Saturday, January 07, 2012

The Things That Really Trouble Me Most ...

Sadly, not a picture of me ...
Anyone who scans the recent posts in this blog can see that I am a beginner as an environmentalist. Since mid-2011 I've been blogging about how we need to come to cherish the earth. In the last seven months I think I've made some strides toward becoming an earth-cherishing environmentalist, personally speaking. Yet I've found it hard to turn myself into a total tree hugger.

One thing that thankfully has changed for me is that I now pay attention to the environmental news. I hadn't used to. I'm now in the habit of turning the pages of each day's Washington Post in search of articles about the environment. There often are none ... which is just one of the things that trouble me greatly.

There ought to be more news coverage about the environment. There ought to be a regular op-ed column about all things ecological. But there aren't.

Another thing that troubles me is that none of the Republican candidates for president has a clue about the environment.

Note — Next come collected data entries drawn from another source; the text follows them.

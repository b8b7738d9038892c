//! Reduction of record timestamps to calendar-day and calendar-year keys.
//!
//! The calendar date is taken from the timestamp exactly as it is encoded.
//! `2024-07-15T23:30:00-07:00` is keyed `2024-07-15` even though the same
//! instant falls on July 16th in UTC.

use std::fmt;

use chrono::{DateTime, Datelike, FixedOffset, NaiveDate, NaiveDateTime, Utc};
use serde::{Deserialize, Serialize, Serializer};

use super::{AggregationError, Category};

const DAY_FORMAT: &str = "%Y-%m-%d";

const NAIVE_DATETIME_FORMATS: [&str; 4] = [
    "%Y-%m-%dT%H:%M:%S%.f",
    "%Y-%m-%dT%H:%M",
    "%Y-%m-%d %H:%M:%S%.f",
    "%Y-%m-%d %H:%M",
];

/// A record date as supplied by a caller: a native value or an ISO-8601 string.
#[derive(Debug, Clone, PartialEq, Serialize, Deserialize)]
#[serde(untagged)]
pub enum DateInput {
    Date(NaiveDate),
    Instant(DateTime<FixedOffset>),
    Text(String),
}

impl DateInput {
    fn raw(&self) -> String {
        match self {
            DateInput::Date(d) => d.format(DAY_FORMAT).to_string(),
            DateInput::Instant(dt) => dt.to_rfc3339(),
            DateInput::Text(s) => s.clone(),
        }
    }
}

impl From<NaiveDate> for DateInput {
    fn from(value: NaiveDate) -> Self {
        DateInput::Date(value)
    }
}

impl From<NaiveDateTime> for DateInput {
    fn from(value: NaiveDateTime) -> Self {
        DateInput::Date(value.date())
    }
}

impl From<DateTime<FixedOffset>> for DateInput {
    fn from(value: DateTime<FixedOffset>) -> Self {
        DateInput::Instant(value)
    }
}

impl From<DateTime<Utc>> for DateInput {
    fn from(value: DateTime<Utc>) -> Self {
        DateInput::Instant(value.fixed_offset())
    }
}

impl From<&str> for DateInput {
    fn from(value: &str) -> Self {
        DateInput::Text(value.to_string())
    }
}

impl From<String> for DateInput {
    fn from(value: String) -> Self {
        DateInput::Text(value)
    }
}

/// Canonical calendar-day key, rendered as `YYYY-MM-DD`.
///
/// Ordering follows the calendar, which for four-digit years is also the
/// lexicographic order of the rendered key.
#[derive(Debug, Clone, Copy, PartialEq, Eq, PartialOrd, Ord, Hash)]
pub struct DayKey(NaiveDate);

impl DayKey {
    pub fn new(date: NaiveDate) -> Self {
        DayKey(date)
    }

    pub fn date(&self) -> NaiveDate {
        self.0
    }

    pub fn year(&self) -> i32 {
        self.0.year()
    }

    /// The `YYYY` key of the year this day belongs to.
    pub fn year_key(&self) -> String {
        year_key(self.0)
    }
}

impl fmt::Display for DayKey {
    fn fmt(&self, f: &mut fmt::Formatter<'_>) -> fmt::Result {
        write!(f, "{}", self.0.format(DAY_FORMAT))
    }
}

impl Serialize for DayKey {
    fn serialize<S: Serializer>(&self, serializer: S) -> Result<S::Ok, S::Error> {
        serializer.collect_str(self)
    }
}

impl<'de> Deserialize<'de> for DayKey {
    fn deserialize<D: serde::Deserializer<'de>>(deserializer: D) -> Result<Self, D::Error> {
        let raw = String::deserialize(deserializer)?;
        NaiveDate::parse_from_str(&raw, DAY_FORMAT)
            .map(DayKey)
            .map_err(serde::de::Error::custom)
    }
}

/// Reduces a record date to its calendar-day key.
pub fn normalize_day_key(input: &DateInput, category: Category) -> Result<DayKey, AggregationError> {
    let date = match input {
        DateInput::Date(d) => Some(*d),
        DateInput::Instant(dt) => Some(dt.date_naive()),
        DateInput::Text(s) => parse_text_date(s.trim()),
    };

    date.map(DayKey).ok_or_else(|| AggregationError::MalformedDate {
        category,
        raw: input.raw(),
    })
}

/// `YYYY` key for the calendar year of a date.
pub fn year_key(date: NaiveDate) -> String {
    format!("{:04}", date.year())
}

fn parse_text_date(s: &str) -> Option<NaiveDate> {
    if s.is_empty() {
        return None;
    }
    if let Ok(d) = NaiveDate::parse_from_str(s, DAY_FORMAT) {
        return Some(d);
    }
    if let Ok(dt) = DateTime::parse_from_rfc3339(s) {
        return Some(dt.date_naive());
    }
    NAIVE_DATETIME_FORMATS
        .iter()
        .find_map(|fmt| NaiveDateTime::parse_from_str(s, fmt).ok())
        .map(|dt| dt.date())
}

#[cfg(test)]
mod tests {
    use super::*;

    fn key(input: impl Into<DateInput>) -> Result<DayKey, AggregationError> {
        normalize_day_key(&input.into(), Category::Harvest)
    }

    #[test]
    fn test_plain_date_string() {
        assert_eq!(key("2024-07-15").unwrap().to_string(), "2024-07-15");
    }

    #[test]
    fn test_datetime_without_offset_truncates() {
        assert_eq!(key("2024-07-15T03:00").unwrap().to_string(), "2024-07-15");
        assert_eq!(key("2024-07-15T21:00:59").unwrap().to_string(), "2024-07-15");
        assert_eq!(key("2024-07-15 21:00:59.123").unwrap().to_string(), "2024-07-15");
    }

    #[test]
    fn test_offset_is_not_converted() {
        // 23:30 at -07:00 is already July 16th in UTC
        assert_eq!(
            key("2024-07-15T23:30:00-07:00").unwrap().to_string(),
            "2024-07-15"
        );
        let instant = DateTime::parse_from_rfc3339("2024-12-31T22:00:00-05:00").unwrap();
        assert_eq!(key(instant).unwrap().to_string(), "2024-12-31");
    }

    #[test]
    fn test_native_date() {
        let d = NaiveDate::from_ymd_opt(2023, 1, 2).unwrap();
        assert_eq!(key(d).unwrap().date(), d);
    }

    #[test]
    fn test_malformed_date() {
        let err = key("not-a-date").unwrap_err();
        assert_eq!(
            err,
            AggregationError::MalformedDate {
                category: Category::Harvest,
                raw: "not-a-date".to_string()
            }
        );
        assert!(key("").is_err());
        assert!(key("2024-02-30").is_err());
    }

    #[test]
    fn test_year_key() {
        let k = key("0999-03-04").unwrap();
        assert_eq!(k.year_key(), "0999");
        assert_eq!(year_key(NaiveDate::from_ymd_opt(2024, 12, 31).unwrap()), "2024");
    }

    #[test]
    fn test_key_order_matches_string_order() {
        let a = key("2023-12-31").unwrap();
        let b = key("2024-01-01").unwrap();
        assert!(a < b);
        assert!(a.to_string() < b.to_string());
    }

    #[test]
    fn test_date_input_deserializes_untagged() {
        let d: DateInput = serde_json::from_str("\"2024-07-15\"").unwrap();
        assert!(matches!(d, DateInput::Date(_)));
        let i: DateInput = serde_json::from_str("\"2024-07-15T10:00:00+02:00\"").unwrap();
        assert!(matches!(i, DateInput::Instant(_)));
        let t: DateInput = serde_json::from_str("\"yesterday\"").unwrap();
        assert_eq!(t, DateInput::Text("yesterday".to_string()));
    }
}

Mitt Romney, former governor of Massachusetts, is supposedly the most liberal of the lot. Here's a paragraph from "Mitt Romney comes under attack after win in Iowa" in a recent edition of the Post:
Former New Hampshire governor John Sununu took the stage here [in Manchester, New Hampshire] with Romney and repeatedly called him a “true conservative.” He highlighted Romney’s Massachusetts record of cutting spending and taxes, standing “shoulder to shoulder” with antiabortion groups, fighting same-sex marriage and opposing his state’s involvement in a regional effort to limit greenhouse gas emissions.
I've italicized the anti-environment part.

For his part, President Obama hasn't been a whole lot better. He's dithering about the Keystone XL pipeline. He declined to promulgate tougher anti-smog standards. He hasn't put his foot down against oil exploration in the Chukchi Sea off Alaska's north coast. He hasn't stood foursquare for a cap-and-trade system or a carbon tax that would tilt our future energy usage away from fossil fuels. He hasn't developed a total energy plan for America's future that these other choices would slot into.

But maybe, one can argue, Obama is just being a realist, given the direction the political winds are blowing from. Accordingly, another thing that troubles me is that the leading environmental advocacy groups unfailingly adopt positions that are adversarial rather than realistic. Quite understandably, they see their function as pulling as hard as they can in the opposite direction from the general numb-to-the environment choices America might otherwise make.

In so doing, leading environmentalists turn themselves into unmitigated radicals. In the short run, that maximizes their (albeit too limited) influence. In the long run, I'm not so sure.

In the long run, what matters is getting as many Americans as possible, of whatever political stripe, on board with the need for us to adopt a revised stance with respect to Mother Nature. We need to stop seeing nature as a bank with an infinite credit line which we can keep drawing on at will to bankroll our economic growth. We need to repeal the supposed wisdom that says we can forever conceal nature's primary role in offering up sustenance to human aspiration.

Right now, nature to us is a pinball machine. For centuries, we expected technological advancement to obviate the tilt switch, so we could rack up any score we wanted. Now the tilt switch is coming back into play. Whether it's the inevitable price of global warming or the cost of widespread deforestation, rampant pollution, lost wetlands, lost biodiversity, we see "Game Over" on the horizon ... and we studiously look the other way.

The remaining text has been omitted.